/// Stochastic %K computed on close prices only (no high/low in our series)
///
/// %K = (close - lowest) / (highest - lowest) * 100 over the last `period`
/// samples. A flat window returns 50.
pub fn calculate_stochastic_k(prices: &[f64], period: usize) -> Option<f64> {
    if period == 0 || prices.len() < period {
        return None;
    }

    let window = &prices[prices.len() - period..];
    let highest = window.iter().cloned().fold(f64::MIN, f64::max);
    let lowest = window.iter().cloned().fold(f64::MAX, f64::min);
    let close = prices[prices.len() - 1];

    let range = highest - lowest;
    if range <= 0.0 {
        return Some(50.0);
    }

    Some((close - lowest) / range * 100.0)
}
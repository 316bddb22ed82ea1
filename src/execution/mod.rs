// Position lifecycle: exit rules and the per-token state machine
pub mod exits;
pub mod lifecycle;

pub use exits::{evaluate_exit, ExitReason};
pub use lifecycle::{
    LifecycleConfig, PositionLifecycle, Rejection, TransitionOutcome, RECOVERED_RECOMMENDER,
};
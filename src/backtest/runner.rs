use crate::backtest::metrics::{BacktestMetrics, TradeRecord};
use crate::models::{PriceSample, Signal};
use crate::strategy::IndicatorStrategy;

/// Walk a strategy forward over every prefix of `samples`.
///
/// Long-only: a buy opens a simulated position when flat, a sell closes it.
/// A position still open at the end is reported but not counted.
pub fn run_backtest(strategy: &dyn IndicatorStrategy, samples: &[PriceSample]) -> BacktestMetrics {
    let mut trades = Vec::new();
    let mut entry: Option<&PriceSample> = None;

    for end in strategy.min_samples().max(1)..=samples.len() {
        let Some(signal) = strategy.generate_signal(&samples[..end]) else {
            continue;
        };
        let current = &samples[end - 1];

        match (signal, entry) {
            (Signal::Buy, None) => entry = Some(current),
            (Signal::Sell, Some(open)) => {
                trades.push(TradeRecord::new(
                    open.timestamp,
                    open.price,
                    current.timestamp,
                    current.price,
                ));
                entry = None;
            }
            _ => {}
        }
    }

    tracing::debug!(
        "Backtest {}: {} samples, {} closed trades",
        strategy.name(),
        samples.len(),
        trades.len()
    );

    BacktestMetrics::from_trades(strategy.name(), trades, entry.is_some())
}
/// Calculate Simple Moving Average (SMA)
pub fn calculate_sma(prices: &[f64], period: usize) -> Option<f64> {
    if period == 0 || prices.len() < period {
        return None;
    }

    let sum: f64 = prices.iter().rev().take(period).sum();
    Some(sum / period as f64)
}

/// Exponential Moving Average (EMA) value for every index from `period - 1` onwards, seeded with the SMA
/// of the first `period` prices.
///
/// Returned vector has `prices.len() - period + 1` entries (empty if
/// insufficient data).
pub fn calculate_ema_series(prices: &[f64], period: usize) -> Vec<f64> {
    if period == 0 || prices.len() < period {
        return Vec::new();
    }

    let multiplier = 2.0 / (period as f64 + 1.0);
    let initial_sma = prices[..period].iter().sum::<f64>() / period as f64;

    let mut series = Vec::with_capacity(prices.len() - period + 1);
    let mut ema = initial_sma;
    series.push(ema);

    for price in &prices[period..] {
        ema = (price - ema) * multiplier + ema;
        series.push(ema);
    }

    series
}
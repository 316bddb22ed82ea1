//! Per-token position state machine.
//!
//! NONE -> OPEN on `buy`, OPEN -> CLOSED on `sell`, and NONE -> OPEN
//! (provisional) on `recover_untracked`. Every read and write goes through
//! the `TradeGateway`; nothing here caches position state.

use super::exits::ExitReason;
use crate::api::{
    Notifier, SimulationAction, TradeEvent, TradeExecutor, TradeRequest, TradeSimulator, Wallet,
};
use crate::error::{EngineError, StoreError};
use crate::models::{MarketSnapshot, TradePerformanceRecord};
use crate::persistence::TradeGateway;
use crate::risk::{ActionLimiter, RateCategory};
use chrono::{DateTime, Duration, Utc};
use serde::Deserialize;
use std::fmt;
use std::sync::Arc;

pub const RECOVERED_RECOMMENDER: &str = "recovered";

#[derive(Debug, Clone, Deserialize)]
#[serde(default)]
pub struct LifecycleConfig {
    pub take_profit_pct: f64, // fraction of entry, 0.25 = +25%
    pub stop_loss_pct: f64,
    pub rapid_dump_pct: f64, // 30m drop that forces an exit
    pub reentry_cooldown_secs: i64,
    pub dust_threshold: f64, // token units
    pub min_trade_size: f64, // quote units
    pub max_trade_size: f64,
    pub position_size_pct: f64, // fraction of quote balance per entry
    pub slippage_bps: u16,
    pub recommender_id: String,
}

impl Default for LifecycleConfig {
    fn default() -> Self {
        Self {
            take_profit_pct: 0.25,
            stop_loss_pct: 0.10,
            rapid_dump_pct: 0.20,
            reentry_cooldown_secs: 600,
            dust_threshold: 0.0001,
            min_trade_size: 10.0,
            max_trade_size: 500.0,
            position_size_pct: 0.05,
            slippage_bps: 100,
            recommender_id: "consensus".to_string(),
        }
    }
}

/// Why a transition was refused before any side effect
#[derive(Debug, Clone, PartialEq)]
pub enum Rejection {
    PositionOpen,
    Cooldown { remaining_secs: i64 },
    InsufficientBalance { balance: f64, minimum: f64 },
    RateLimited,
    SimulationRejected(String),
    Dust { amount: f64 },
    NoOpenPosition,
    InvalidPrice,
}

impl fmt::Display for Rejection {
    fn fmt(&self, f: &mut fmt::Formatter<'_>) -> fmt::Result {
        match self {
            Rejection::PositionOpen => write!(f, "position already open"),
            Rejection::Cooldown { remaining_secs } => {
                write!(f, "re-entry cooldown active ({}s remaining)", remaining_secs)
            }
            Rejection::InsufficientBalance { balance, minimum } => write!(
                f,
                "balance {:.2} below minimum trade size {:.2}",
                balance, minimum
            ),
            Rejection::RateLimited => write!(f, "entry rate limit reached"),
            Rejection::SimulationRejected(reason) => write!(f, "simulation rejected: {}", reason),
            Rejection::Dust { amount } => write!(f, "position of {} is dust, not selling", amount),
            Rejection::NoOpenPosition => write!(f, "no open position"),
            Rejection::InvalidPrice => write!(f, "no valid market price"),
        }
    }
}

#[derive(Debug, Clone, PartialEq)]
pub enum TransitionOutcome {
    Opened(TradePerformanceRecord),
    Closed {
        record: TradePerformanceRecord,
        reason: ExitReason,
    },
    Rejected(Rejection),
    /// Execution was attempted and failed; no state changed
    ExecutionFailed(String),
}

pub struct PositionLifecycle {
    gateway: TradeGateway,
    executor: Arc<dyn TradeExecutor>,
    simulator: Arc<dyn TradeSimulator>,
    wallet: Arc<dyn Wallet>,
    notifier: Arc<dyn Notifier>,
    limits: Arc<dyn ActionLimiter>,
    config: LifecycleConfig,
}

impl PositionLifecycle {
    pub fn new(
        gateway: TradeGateway,
        executor: Arc<dyn TradeExecutor>,
        simulator: Arc<dyn TradeSimulator>,
        wallet: Arc<dyn Wallet>,
        notifier: Arc<dyn Notifier>,
        limits: Arc<dyn ActionLimiter>,
        config: LifecycleConfig,
    ) -> Self {
        Self {
            gateway,
            executor,
            simulator,
            wallet,
            notifier,
            limits,
            config,
        }
    }

    pub fn config(&self) -> &LifecycleConfig {
        &self.config
    }

    pub fn gateway(&self) -> &TradeGateway {
        &self.gateway
    }

    /// Quote amount to spend, or None when the balance can't cover a minimum trade
    pub fn trade_size(&self, balance: f64) -> Option<f64> {
        if !balance.is_finite() || balance < self.config.min_trade_size {
            return None;
        }
        let size = (balance * self.config.position_size_pct)
            .clamp(self.config.min_trade_size, self.config.max_trade_size);
        Some(size.min(balance))
    }

    /// Seconds left before `token_address` may be re-entered
    pub async fn cooldown_remaining(
        &self,
        token_address: &str,
        now: DateTime<Utc>,
    ) -> Result<Option<i64>, StoreError> {
        let Some(last) = self.gateway.latest_closed_record(token_address).await? else {
            return Ok(None);
        };
        let Some(sold_at) = last.sell_timestamp else {
            return Ok(None);
        };

        let ready_at = sold_at + Duration::seconds(self.config.reentry_cooldown_secs);
        if now < ready_at {
            Ok(Some((ready_at - now).num_seconds().max(1)))
        } else {
            Ok(None)
        }
    }

    /// NONE -> OPEN
    pub async fn buy(
        &self,
        token_address: &str,
        market: MarketSnapshot,
        now: DateTime<Utc>,
    ) -> Result<TransitionOutcome, EngineError> {
        if !(market.price.is_finite() && market.price > 0.0) {
            return Ok(self.reject(token_address, Rejection::InvalidPrice));
        }

        if self.gateway.open_record(token_address).await?.is_some() {
            return Ok(self.reject(token_address, Rejection::PositionOpen));
        }

        if let Some(remaining_secs) = self.cooldown_remaining(token_address, now).await? {
            return Ok(self.reject(token_address, Rejection::Cooldown { remaining_secs }));
        }

        let balance = self.wallet.quote_balance().await?;
        let Some(amount) = self.trade_size(balance) else {
            return Ok(self.reject(
                token_address,
                Rejection::InsufficientBalance {
                    balance,
                    minimum: self.config.min_trade_size,
                },
            ));
        };

        if self.limits.is_exhausted(RateCategory::Entry) {
            return Ok(self.reject(token_address, Rejection::RateLimited));
        }

        let simulation = self.simulator.simulate(token_address, amount).await?;
        if simulation.recommended_action != SimulationAction::Execute {
            return Ok(self.reject(
                token_address,
                Rejection::SimulationRejected(simulation.reason),
            ));
        }

        // Re-check right before the side effect
        if self.gateway.open_record(token_address).await?.is_some() {
            return Ok(self.reject(token_address, Rejection::PositionOpen));
        }

        // Budget is spent only on entries that reach execution
        if !self.limits.check(RateCategory::Entry) {
            return Ok(self.reject(token_address, Rejection::RateLimited));
        }

        let request = TradeRequest {
            token_address: token_address.to_string(),
            amount,
            is_sell: false,
            slippage_bps: self.config.slippage_bps,
            expected_price: market.price,
        };
        let outcome = self.executor.execute_trade(&request).await?;
        if !outcome.success {
            let error = outcome.error.unwrap_or_else(|| "unknown execution error".into());
            tracing::warn!(token = %token_address, "Buy execution failed: {}", error);
            return Ok(TransitionOutcome::ExecutionFailed(error));
        }

        let tokens = outcome.filled_amount.unwrap_or(amount / market.price);
        let record = TradePerformanceRecord::open(
            token_address,
            &self.config.recommender_id,
            tokens,
            amount,
            market,
            now,
        );

        if let Err(e) = self.gateway.insert_open_record(&record).await {
            tracing::error!(
                token = %token_address,
                "Buy executed ({:?}) but record insert failed: {}",
                outcome.signature,
                e
            );
            return Err(e.into());
        }

        tracing::info!(
            token = %token_address,
            "📈 BUY {:.6} tokens for ${:.2} @ ${:.8}",
            tokens,
            amount,
            market.price
        );

        self.notify(TradeEvent::PositionOpened {
            record: record.clone(),
        })
        .await;

        Ok(TransitionOutcome::Opened(record))
    }

    /// OPEN -> CLOSED, selling the full recorded size
    pub async fn sell(
        &self,
        token_address: &str,
        market: MarketSnapshot,
        reason: ExitReason,
        now: DateTime<Utc>,
    ) -> Result<TransitionOutcome, EngineError> {
        let Some(mut record) = self.gateway.open_record(token_address).await? else {
            return Ok(self.reject(token_address, Rejection::NoOpenPosition));
        };

        if record.buy_amount < self.config.dust_threshold {
            return Ok(self.reject(
                token_address,
                Rejection::Dust {
                    amount: record.buy_amount,
                },
            ));
        }

        if !(market.price.is_finite() && market.price > 0.0) {
            return Ok(self.reject(token_address, Rejection::InvalidPrice));
        }

        let request = TradeRequest {
            token_address: token_address.to_string(),
            amount: record.buy_amount,
            is_sell: true,
            slippage_bps: self.config.slippage_bps,
            expected_price: market.price,
        };
        let outcome = self.executor.execute_trade(&request).await?;
        if !outcome.success {
            let error = outcome.error.unwrap_or_else(|| "unknown execution error".into());
            tracing::warn!(token = %token_address, "Sell execution failed: {}", error);
            return Ok(TransitionOutcome::ExecutionFailed(error));
        }

        let proceeds = outcome
            .filled_amount
            .unwrap_or(record.buy_amount * market.price);
        record.close(
            record.buy_amount,
            proceeds,
            market,
            now,
            reason == ExitReason::RapidDump,
        );

        if let Err(e) = self.gateway.close_record(&record).await {
            tracing::error!(
                token = %token_address,
                "Sell executed ({:?}) but record close failed: {}",
                outcome.signature,
                e
            );
            return Err(e.into());
        }

        tracing::info!(
            token = %token_address,
            "📉 SELL ({}) {:.6} tokens for ${:.2}, P&L ${:.2} ({:+.2}%)",
            reason,
            record.buy_amount,
            proceeds,
            record.profit_usd.unwrap_or(0.0),
            record.profit_percent.unwrap_or(0.0)
        );

        self.notify(TradeEvent::PositionClosed {
            record: record.clone(),
            reason: reason.to_string(),
        })
        .await;

        Ok(TransitionOutcome::Closed { record, reason })
    }

    /// NONE -> OPEN (provisional) for a wallet balance with no record.
    ///
    /// The current price stands in for the unknown entry price, so P&L on
    /// the eventual exit only covers the move since recovery.
    pub async fn recover_untracked(
        &self,
        token_address: &str,
        market: MarketSnapshot,
        now: DateTime<Utc>,
    ) -> Result<Option<TradePerformanceRecord>, EngineError> {
        if self.gateway.open_record(token_address).await?.is_some() {
            return Ok(None);
        }

        let balance = self.wallet.token_balance(token_address).await?;
        if balance < self.config.dust_threshold || !(market.price.is_finite() && market.price > 0.0)
        {
            return Ok(None);
        }

        let mut record = TradePerformanceRecord::open(
            token_address,
            RECOVERED_RECOMMENDER,
            balance,
            balance * market.price,
            market,
            now,
        );
        record.provisional = true;

        match self.gateway.insert_open_record(&record).await {
            Ok(()) => {}
            // Another cycle got there first
            Err(StoreError::OpenPositionExists(_)) => return Ok(None),
            Err(e) => return Err(e.into()),
        }

        tracing::warn!(
            token = %token_address,
            "Recovered untracked balance of {:.6} @ ${:.8} as provisional position",
            balance,
            market.price
        );

        self.notify(TradeEvent::PositionRecovered {
            record: record.clone(),
        })
        .await;

        Ok(Some(record))
    }

    fn reject(&self, token_address: &str, rejection: Rejection) -> TransitionOutcome {
        tracing::info!(token = %token_address, "Transition rejected: {}", rejection);
        TransitionOutcome::Rejected(rejection)
    }

    /// Delivery failures never undo a completed transition
    async fn notify(&self, event: TradeEvent) {
        if !self.limits.check(RateCategory::Notification) {
            tracing::debug!("Notification for {} dropped by rate limit", event.token_address());
            return;
        }
        if let Err(e) = self.notifier.notify(&event).await {
            tracing::warn!("Notification for {} failed: {}", event.token_address(), e);
        }
    }
}
use super::{Notifier, TradeEvent};
use async_trait::async_trait;

/// Writes trade events to the log
#[derive(Debug, Default, Clone)]
pub struct LogNotifier;

#[async_trait]
impl Notifier for LogNotifier {
    async fn notify(&self, event: &TradeEvent) -> anyhow::Result<()> {
        match event {
            TradeEvent::PositionOpened { record } => tracing::info!(
                "🟢 Opened {}: {:.6} tokens @ ${:.8} (${:.2})",
                record.token_address,
                record.buy_amount,
                record.buy_price,
                record.buy_value_usd
            ),
            TradeEvent::PositionClosed { record, reason } => tracing::info!(
                "🔴 Closed {} ({}): P&L ${:.2} ({:+.2}%)",
                record.token_address,
                reason,
                record.profit_usd.unwrap_or(0.0),
                record.profit_percent.unwrap_or(0.0)
            ),
            TradeEvent::PositionRecovered { record } => tracing::warn!(
                "🟡 Recovered untracked {} balance: {:.6} tokens @ ${:.8}",
                record.token_address,
                record.buy_amount,
                record.buy_price
            ),
        }
        Ok(())
    }
}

▸ Work task:
The lines to return are those in the records above that hold the word "PositionLifecycle".

▸ Response to the exercise:
    LifecycleConfig, PositionLifecycle, Rejection, TransitionOutcome, RECOVERED_RECOMMENDER,
pub struct PositionLifecycle {
impl PositionLifecycle {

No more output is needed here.